● **Task objective**
In the records below, find every line with the word "internal" and copy it.

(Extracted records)

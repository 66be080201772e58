//! Kinds and relationships
//!
//! A [`Relationship`] pairs one source kind with one mirror kind. It is
//! declared at process start, never persisted, and immutable afterwards.

use serde::{Deserialize, Serialize};

use crate::error::{ShadowlinkError, ShadowlinkResult};

/// Longest accepted kind name.
pub const MAX_KIND_LEN: usize = 32;

/// Check that a kind name is usable as a collection key.
///
/// Kind names are lowercase ASCII letters, digits, `-` and `_`.
pub fn validate_kind_name(kind: &str) -> ShadowlinkResult<()> {
    if kind.is_empty() {
        return Err(ShadowlinkError::configuration("kind name must not be empty"));
    }
    if kind.len() > MAX_KIND_LEN {
        return Err(ShadowlinkError::configuration(format!(
            "kind name '{kind}' is longer than {MAX_KIND_LEN} characters"
        )));
    }
    if !kind
        .chars()
        .all(|c| c.is_ascii_lowercase() || c.is_ascii_digit() || c == '-' || c == '_')
    {
        return Err(ShadowlinkError::configuration(format!(
            "kind name '{kind}' may only contain lowercase letters, digits, '-' and '_'"
        )));
    }
    Ok(())
}

/// A configured (source kind, mirror kind) pair.
#[derive(Debug, Clone, PartialEq, Eq, Hash, PartialOrd, Ord, Serialize, Deserialize)]
pub struct Relationship {
    /// Kind of the source collection.
    pub source_kind: String,
    /// Kind of the mirror collection.
    pub mirror_kind: String,
}

impl Relationship {
    /// Create a relationship, validating both kind names.
    pub fn new(
        source_kind: impl Into<String>,
        mirror_kind: impl Into<String>,
    ) -> ShadowlinkResult<Self> {
        let source_kind = source_kind.into();
        let mirror_kind = mirror_kind.into();
        validate_kind_name(&source_kind)?;
        validate_kind_name(&mirror_kind)?;
        Ok(Self {
            source_kind,
            mirror_kind,
        })
    }
}

impl std::fmt::Display for Relationship {
    fn fmt(&self, f: &mut std::fmt::Formatter<'_>) -> std::fmt::Result {
        write!(f, "{} -> {}", self.source_kind, self.mirror_kind)
    }
}

#[cfg(test)]
mod tests {
    use super::*;

    #[test]
    fn test_valid_relationship() {
        let rel = Relationship::new("staff", "offices").unwrap();
        assert_eq!(rel.source_kind, "staff");
        assert_eq!(rel.mirror_kind, "offices");
        assert_eq!(rel.to_string(), "staff -> offices");
    }

    #[test]
    fn test_rejects_bad_kind_names() {
        assert!(Relationship::new("", "offices").is_err());
        assert!(Relationship::new("Staff", "offices").is_err());
        assert!(Relationship::new("staff", "office list").is_err());
        assert!(Relationship::new("staff", "x".repeat(MAX_KIND_LEN + 1)).is_err());
    }

    #[test]
    fn test_kind_name_errors_are_configuration_errors() {
        let err = validate_kind_name("Bad Kind").unwrap_err();
        assert_eq!(err.kind(), "configuration");
    }
}
use mockito::{Matcher, Server};
use trip_planner_rs::{
    services::inference::DEFAULT_MODEL, InferenceClient, PlannerError, TextGenerator,
    TravelPlanner, TripRequest,
};

const ITINERARY_TEXT: &str = "Day 1\n- Morning: Alfama walking tour\n- Tram 28 ride\nDay 2\n- Belem Tower visit\nFood recommendations\n- Pastel de nata @ Pasteis de Belem\nTravel tips\n- Buy a Viva Viagem card";

fn model_path() -> String {
    format!("/models/{}", DEFAULT_MODEL)
}

fn client(server: &Server, max_retries: usize) -> InferenceClient {
    let mut client = InferenceClient::new("test-key");
    client.set_base_url(server.url());
    client.set_max_retries(max_retries);
    client
}

#[tokio::test]
async fn test_successful_generation() {
    let mut server = Server::new_async().await;
    let mock = server
        .mock("POST", model_path().as_str())
        .match_header("authorization", "Bearer test-key")
        .match_body(Matcher::PartialJson(serde_json::json!({
            "inputs": "plan a trip",
            "parameters": { "max_length": 1000, "do_sample": true }
        })))
        .with_status(200)
        .with_header("content-type", "application/json")
        .with_body(serde_json::json!([{ "generated_text": "Day 1\n- Beach" }]).to_string())
        .create_async()
        .await;

    let text = client(&server, 0).generate("plan a trip").await.unwrap();

    assert_eq!(text, "Day 1\n- Beach");
    mock.assert_async().await;
}

#[tokio::test]
async fn test_unauthorized_is_classified() {
    let mut server = Server::new_async().await;
    server
        .mock("POST", model_path().as_str())
        .with_status(401)
        .with_body(r#"{"error":"Invalid credentials"}"#)
        .create_async()
        .await;

    let result = client(&server, 3).generate("plan a trip").await;

    assert!(matches!(result, Err(PlannerError::Unauthorized)));
}

#[tokio::test]
async fn test_service_unavailable_means_model_loading() {
    let mut server = Server::new_async().await;
    server
        .mock("POST", model_path().as_str())
        .with_status(503)
        .with_body(r#"{"error":"Model is currently loading","estimated_time":20.0}"#)
        .create_async()
        .await;

    let result = client(&server, 0).generate("plan a trip").await;

    assert!(matches!(result, Err(PlannerError::ModelLoading)));
}

#[tokio::test]
async fn test_server_errors_are_retried() {
    let mut server = Server::new_async().await;
    let mock = server
        .mock("POST", model_path().as_str())
        .with_status(500)
        .with_body(r#"{"error":"internal"}"#)
        .expect(3)
        .create_async()
        .await;

    let result = client(&server, 2).generate("plan a trip").await;

    match result {
        Err(PlannerError::Api { status, message }) => {
            assert_eq!(status, 500);
            assert_eq!(message, "internal");
        }
        other => panic!("unexpected result: {other:?}"),
    }
    mock.assert_async().await;
}

#[tokio::test]
async fn test_malformed_body_names_the_path() {
    let mut server = Server::new_async().await;
    server
        .mock("POST", model_path().as_str())
        .with_status(200)
        .with_body(r#"[{"generated_text": 42}]"#)
        .create_async()
        .await;

    let result = client(&server, 0).generate("plan a trip").await;

    match result {
        Err(PlannerError::Decode { path, .. }) => assert_eq!(path, "[0].generated_text"),
        other => panic!("unexpected result: {other:?}"),
    }
}

#[tokio::test]
async fn test_planner_extracts_hosted_output() {
    let mut server = Server::new_async().await;
    server
        .mock("POST", model_path().as_str())
        .with_status(200)
        .with_body(serde_json::json!([{ "generated_text": ITINERARY_TEXT }]).to_string())
        .create_async()
        .await;

    let planner = TravelPlanner::with_api_key("test-key")
        .with_base_url(server.url())
        .with_max_retries(0);
    let request = TripRequest::new("Lisbon")
        .with_days(2)
        .with_interests(["food", "history"]);

    let outcome = planner.generate_itinerary(&request).await.unwrap();

    assert!(outcome.is_generated());
    assert_eq!(outcome.itinerary.daily_plan.len(), 2);
    assert_eq!(outcome.itinerary.daily_plan.get("Day 1").unwrap().len(), 2);
    assert_eq!(
        outcome.itinerary.food_recommendations[0].restaurant.as_deref(),
        Some("Pasteis de Belem")
    );
    assert_eq!(outcome.itinerary.travel_tips, vec!["Buy a Viva Viagem card"]);
}

#[tokio::test]
async fn test_planner_falls_back_when_model_is_loading() {
    let mut server = Server::new_async().await;
    server
        .mock("POST", model_path().as_str())
        .with_status(503)
        .create_async()
        .await;

    let planner = TravelPlanner::with_api_key("test-key")
        .with_base_url(server.url())
        .with_max_retries(0);
    let request = TripRequest::new("Lisbon").with_interests(["food"]);

    let outcome = planner.generate_itinerary(&request).await.unwrap();

    assert!(!outcome.is_generated());
    assert_eq!(outcome.itinerary.daily_plan.len(), 3);
    let messages: Vec<&str> = outcome.notices.iter().map(|n| n.message.as_str()).collect();
    assert_eq!(
        messages,
        vec![
            "AI model is loading. Using template generation for now.",
            "Using template-based itinerary generation...",
        ]
    );
}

● **Output below**
        .with_body(r#"{"error":"internal"}"#)
            assert_eq!(message, "internal");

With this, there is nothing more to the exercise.